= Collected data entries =
=-=-=

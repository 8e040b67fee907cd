//! Decoding of single property records.
//!
//! Each record is 16 bytes: a 4-byte tag, 4 bytes of flags and an 8-byte
//! value slot. Fixed-size values sit in the slot. Variable-size values
//! store their length in the slot and their payload in a `__substg1.0_*`
//! stream of the same directory.

use byteorder::{ByteOrder, LittleEndian};
use tracing::{debug, trace, warn};

use super::naming;
use super::{MissingStreamPolicy, ParseOptions};
use crate::container::{ByteStream, Container, Directory};
use crate::error::{MsgError, Result};
use crate::model::property::{FileTime, PropertyTag, PropertyType, PropertyValue};

/// Size of one property record.
pub const RECORD_SIZE: usize = 16;

/// Decodes records against one directory.
pub struct PropertyDecoder<'a, C: Container + ?Sized> {
    container: &'a mut C,
    directory: &'a Directory,
    options: &'a ParseOptions,
}

impl<'a, C: Container + ?Sized> PropertyDecoder<'a, C> {
    pub fn new(container: &'a mut C, directory: &'a Directory, options: &'a ParseOptions) -> Self {
        Self {
            container,
            directory,
            options,
        }
    }

    /// Decode the record at the cursor of `stream`.
    pub fn decode(&mut self, stream: &mut ByteStream) -> Result<(PropertyTag, PropertyValue)> {
        let remaining = stream.remaining();
        if remaining < RECORD_SIZE {
            return Err(MsgError::TruncatedRecord {
                stream: stream.name().to_string(),
                offset: stream.position(),
                remaining,
            });
        }

        let tag = PropertyTag::from_raw(stream.read_u32()?);
        let _flags = stream.read_u32()?;
        let slot: [u8; 8] = stream.read_array()?;

        let value = if tag.ty.is_variable_size() {
            let size = LittleEndian::read_u32(&slot[..4]);
            self.read_variable(tag, size)?
        } else {
            decode_fixed(tag, &slot)
        };
        trace!(tag = %tag, "Decoded property");
        Ok((tag, value))
    }

    fn read_variable(&mut self, tag: PropertyTag, size: u32) -> Result<PropertyValue> {
        let Some(data) = self.read_aux(&naming::value_stream(tag))? else {
            return Ok(PropertyValue::empty_of(tag.ty));
        };

        let value = match tag.ty {
            PropertyType::String8 => PropertyValue::String8(trim_string8(declared(&data, size))),
            PropertyType::Unicode => PropertyValue::Unicode(decode_utf16(declared(&data, size))),
            PropertyType::Binary | PropertyType::ServerId => {
                PropertyValue::Binary(declared(&data, size).to_vec())
            }
            PropertyType::Guid => PropertyValue::Guid(guid_at(tag, &data, 0)?),
            PropertyType::MultiInteger16 => PropertyValue::MultiInteger16(
                chunks(tag, &data, 2)?.map(LittleEndian::read_i16).collect(),
            ),
            PropertyType::MultiInteger32 => PropertyValue::MultiInteger32(
                chunks(tag, &data, 4)?.map(LittleEndian::read_i32).collect(),
            ),
            PropertyType::MultiFloating32 => PropertyValue::MultiFloating32(
                chunks(tag, &data, 4)?.map(LittleEndian::read_f32).collect(),
            ),
            PropertyType::MultiFloating64 => PropertyValue::MultiFloating64(
                chunks(tag, &data, 8)?.map(LittleEndian::read_f64).collect(),
            ),
            PropertyType::MultiCurrency => PropertyValue::MultiCurrency(
                chunks(tag, &data, 8)?.map(LittleEndian::read_i64).collect(),
            ),
            PropertyType::MultiFloatingTime => PropertyValue::MultiFloatingTime(
                chunks(tag, &data, 8)?.map(LittleEndian::read_f64).collect(),
            ),
            PropertyType::MultiInteger64 => PropertyValue::MultiInteger64(
                chunks(tag, &data, 8)?.map(LittleEndian::read_i64).collect(),
            ),
            PropertyType::MultiTime => PropertyValue::MultiTime(
                chunks(tag, &data, 8)?
                    .map(|c| FileTime(LittleEndian::read_u64(c)))
                    .collect(),
            ),
            PropertyType::MultiGuid => {
                let count = chunks(tag, &data, 16)?.len();
                let mut guids = Vec::with_capacity(count);
                for i in 0..count {
                    guids.push(guid_at(tag, &data, i * 16)?);
                }
                PropertyValue::MultiGuid(guids)
            }
            PropertyType::MultiString8 => PropertyValue::MultiString8(
                self.read_elements(tag, &data, 4)?
                    .into_iter()
                    .map(|e| trim_string8(&e))
                    .collect(),
            ),
            PropertyType::MultiUnicode => PropertyValue::MultiUnicode(
                self.read_elements(tag, &data, 4)?
                    .into_iter()
                    .map(|e| decode_utf16(&e))
                    .collect(),
            ),
            PropertyType::MultiBinary => {
                PropertyValue::MultiBinary(self.read_elements(tag, &data, 8)?)
            }
            _ => PropertyValue::Binary(data),
        };
        Ok(value)
    }

    /// Read the per-element streams of a variable-size multi-value property.
    ///
    /// `lengths` is the length table stream; each entry is `stride` bytes and
    /// starts with the element's 32-bit length.
    fn read_elements(
        &mut self,
        tag: PropertyTag,
        lengths: &[u8],
        stride: usize,
    ) -> Result<Vec<Vec<u8>>> {
        let table: Vec<u32> = chunks(tag, lengths, stride)?
            .map(|entry| LittleEndian::read_u32(&entry[..4]))
            .collect();
        let mut elements = Vec::with_capacity(table.len());
        for (index, len) in table.into_iter().enumerate() {
            let name = naming::multi_value_element(tag, index as u32);
            let data = self.read_aux(&name)?.unwrap_or_default();
            elements.push(declared(&data, len).to_vec());
        }
        Ok(elements)
    }

    /// Read an auxiliary stream. `Ok(None)` only when the stream is absent
    /// and the policy allows degrading to an empty value.
    fn read_aux(&mut self, name: &str) -> Result<Option<Vec<u8>>> {
        if !self.directory.has_entry(&*self.container, name) {
            return match self.options.missing_streams {
                MissingStreamPolicy::Fail => Err(MsgError::MissingAuxiliaryStream {
                    directory: self.directory.to_string(),
                    name: name.to_string(),
                }),
                MissingStreamPolicy::Empty => {
                    warn!(
                        directory = %self.directory,
                        name,
                        "Auxiliary stream missing, using empty value"
                    );
                    Ok(None)
                }
            };
        }
        let stream = self.directory.open_stream(&mut *self.container, name)?;
        Ok(Some(stream.into_bytes()))
    }
}

/// Interpret the 8-byte slot of a fixed-size property.
fn decode_fixed(tag: PropertyTag, slot: &[u8; 8]) -> PropertyValue {
    match tag.ty {
        PropertyType::Null | PropertyType::Unspecified => PropertyValue::Null,
        PropertyType::Integer16 => PropertyValue::Integer16(LittleEndian::read_i16(slot)),
        PropertyType::Integer32 => PropertyValue::Integer32(LittleEndian::read_i32(slot)),
        PropertyType::Floating32 => PropertyValue::Floating32(LittleEndian::read_f32(slot)),
        PropertyType::Floating64 => PropertyValue::Floating64(LittleEndian::read_f64(slot)),
        PropertyType::Currency => PropertyValue::Currency(LittleEndian::read_i64(slot)),
        PropertyType::FloatingTime => PropertyValue::FloatingTime(LittleEndian::read_f64(slot)),
        PropertyType::ErrorCode => PropertyValue::ErrorCode(LittleEndian::read_u32(slot)),
        PropertyType::Boolean => PropertyValue::Boolean(LittleEndian::read_u16(slot) != 0),
        PropertyType::Integer64 => PropertyValue::Integer64(LittleEndian::read_i64(slot)),
        PropertyType::Time => PropertyValue::Time(FileTime(LittleEndian::read_u64(slot))),
        PropertyType::Object => PropertyValue::Object {
            size: LittleEndian::read_u32(slot),
        },
        PropertyType::Restriction | PropertyType::RuleAction => {
            debug!(tag = %tag, "Restriction or rule action property, keeping raw value");
            PropertyValue::Unknown {
                code: tag.ty.code(),
                raw: *slot,
            }
        }
        other => {
            warn!(tag = %tag, ty = %other, "Unknown property type, keeping raw value");
            PropertyValue::Unknown {
                code: other.code(),
                raw: *slot,
            }
        }
    }
}

/// The first `size` bytes of `data`, or all of it if the stream is shorter.
fn declared(data: &[u8], size: u32) -> &[u8] {
    &data[..data.len().min(size as usize)]
}

fn chunks<'d>(
    tag: PropertyTag,
    data: &'d [u8],
    size: usize,
) -> Result<std::slice::ChunksExact<'d, u8>> {
    if data.len() % size != 0 {
        return Err(MsgError::InvalidAuxiliaryStream {
            name: naming::value_stream(tag),
            reason: format!("length {} is not a multiple of {size}", data.len()),
        });
    }
    Ok(data.chunks_exact(size))
}

fn guid_at(tag: PropertyTag, data: &[u8], offset: usize) -> Result<[u8; 16]> {
    data.get(offset..offset + 16)
        .and_then(|b| <[u8; 16]>::try_from(b).ok())
        .ok_or_else(|| MsgError::InvalidAuxiliaryStream {
            name: naming::value_stream(tag),
            reason: format!("expected 16-byte GUID, found {} bytes", data.len()),
        })
}

/// Strip trailing NUL terminators from an 8-bit string.
fn trim_string8(data: &[u8]) -> Vec<u8> {
    let end = data.iter().rposition(|&b| b != 0).map_or(0, |p| p + 1);
    data[..end].to_vec()
}

/// Decode UTF-16LE, dropping trailing NUL terminators.
fn decode_utf16(data: &[u8]) -> String {
    let units: Vec<u16> = data.chunks_exact(2).map(LittleEndian::read_u16).collect();
    let end = units.iter().rposition(|&u| u != 0).map_or(0, |p| p + 1);
    String::from_utf16_lossy(&units[..end])
}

=-=-=

= AIM OF THE TASK =
Copy out, exactly and alone, the lines of the entries above between the ones holding "fn trim_string8(data: &[u8])" and "fn decode_utf16(data: &[u8])", inclusive.

= SOLUTION TO THIS TASK =
fn trim_string8(data: &[u8]) -> Vec<u8> {
    let end = data.iter().rposition(|&b| b != 0).map_or(0, |p| p + 1);
    data[..end].to_vec()
}

/// Decode UTF-16LE, dropping trailing NUL terminators.
fn decode_utf16(data: &[u8]) -> String {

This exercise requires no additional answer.